Ok thanks for ur reply ... Thats exactly what i thought ... But then read on thia other forum that only origional bank statements dont need stamp or letter rest which are online statement and statement ordered over the phone and over the counter in branch need the stamp or letterfrom bank. So thats why i posted here just to double check that i was right because the statements i ordered ringing natwest came in post and underneath have their headoffice address


----------



## chiefteaofficer (May 27, 2014)

NatWest are a bank which refuse (for Some reason) to stamp bank statements. My husband used to bank with them and needed to get stamps for our visa and they wouldn't stamp his. We read lots of people tried with NatWest and they apparently refuse repeatedly. My husband went around to I think 4 or 5 branches in London to see if any different ones would and explained what it was for and they all denied the request. We don't bank with NatWest anymore at all. Their service was summed up by the fact that they won't stamp people's own bank statements for essentially no reason!

In the end it wasn't a problem for the visa, more like a massive annoyance and pointless stressor.


----------



## salix (Apr 27, 2014)

We did need to have a partial month statement as the monthly statement cut off about 3 days before the sixth paycheck was deposited.

We went in to the NatWest branch in Gerrards Cross. It took about one minute for them to print the one page statement and stamp it on the spot. We never even got the chance to explain why we wanted the statement stamped, the teller just reached over and stamped it before she pushed it through the window. Very simple.

It all depends on which branch you go into.


----------



## Shreen (Feb 8, 2015)

Ok thnks guys .... So i can jus submit these 6 mnths bank statement which i ordered and came through the post. Not stamped or no letter written and it should be ok right? As its on their headed paper and came from their headoffice


----------



## salix (Apr 27, 2014)

Yes, ours came on bank stationery, colored banner across the top, heavy weight paper.

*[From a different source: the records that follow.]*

use llm_gateway::gateway::AppState;
use llm_gateway::{gateway, logger, server};

#[tokio::main]
async fn main() {
    // Set up panic hook to log panics before they take the process down
    std::panic::set_hook(Box::new(|panic_info| {
        let payload = panic_info.payload();
        let message = if let Some(s) = payload.downcast_ref::<&str>() {
            s.to_string()
        } else if let Some(s) = payload.downcast_ref::<String>() {
            s.clone()
        } else {
            "Unknown panic payload".to_string()
        };

        let location = if let Some(location) = panic_info.location() {
            format!(
                "{}:{}:{}",
                location.file(),
                location.line(),
                location.column()
            )
        } else {
            "Unknown location".to_string()
        };

        logger::error(
            "panic",
            &format!("PANIC occurred: message='{}', location='{}'", message, location),
        );
        eprintln!("FATAL PANIC: {} at {}", message, location);
    }));

    logger::init();
    logger::info("app", "Gateway starting");

    let state = AppState::from_env();
    gateway::spawn_cache_sweeper(&state);
    server::serve(state).await;
}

They are official and you are fine.


----------



## armani08 (Jan 4, 2014)

RBS is the same. They don't stamp online statements either. Such a hassle. We are not going to apply until July so I have reinstated my paper statements. I'm just going to request my previous 3 month statements from them 2moro. Please let me know if that will be an issue.


----------



## nyclon (Apr 3, 2011)

armani08 said:


> RBS is the same. They don't stamp online statements either. Such a hassle. We are not going to apply until July so I have reinstated my paper statements. I'm just going to request my previous 3 month statements from them 2moro. Please let me know if that will be an issue.


Statements that you receive by post even if they are duplicates are considered originals so it's fine.


----------



## armani08 (Jan 4, 2014)

Thanks Joppa. It's really put me off from paperless statements not just from banks.


----------



## nyclon (Apr 3, 2011)

I'm not Joppa, but you are welcome.


----------



## armani08 (Jan 4, 2014)

Sorry nyclon


----------



## Shreen (Feb 8, 2015)

Salix 

Can i ask you a question please ... The bank statement that you ordered from natwest did they send it on a A4 size paper with the blue banner across the top and a list of all your transaction ??? 
Ur reply will be much appreciated its just that this is what i submitted after recieving it on a A4 paper with the blue banner across and a list of transaction so i was womdering if this is accepted by the ECO for the spouse visa x


----------



## salix (Apr 27, 2014)

Yes, it was a regular bank statement on their blue banner letterhead paper. We also submitted the final partial statement with a printout from the bank, stamped by them, because the final mailed statement cut-off two days before the final pay check was deposited.

Our fiancé visa was processed very quickly and the statements were returned.

I'm now here in the UK and collecting updated statements for when we'll be applying for FLR after our wedding next month.


----------



## Shreen (Feb 8, 2015)

Thnku salix sooo much and goodluck for your future  i was jus getting tensed thinking about it being on a a4 paper might not be accepted by then but feel better now x


----------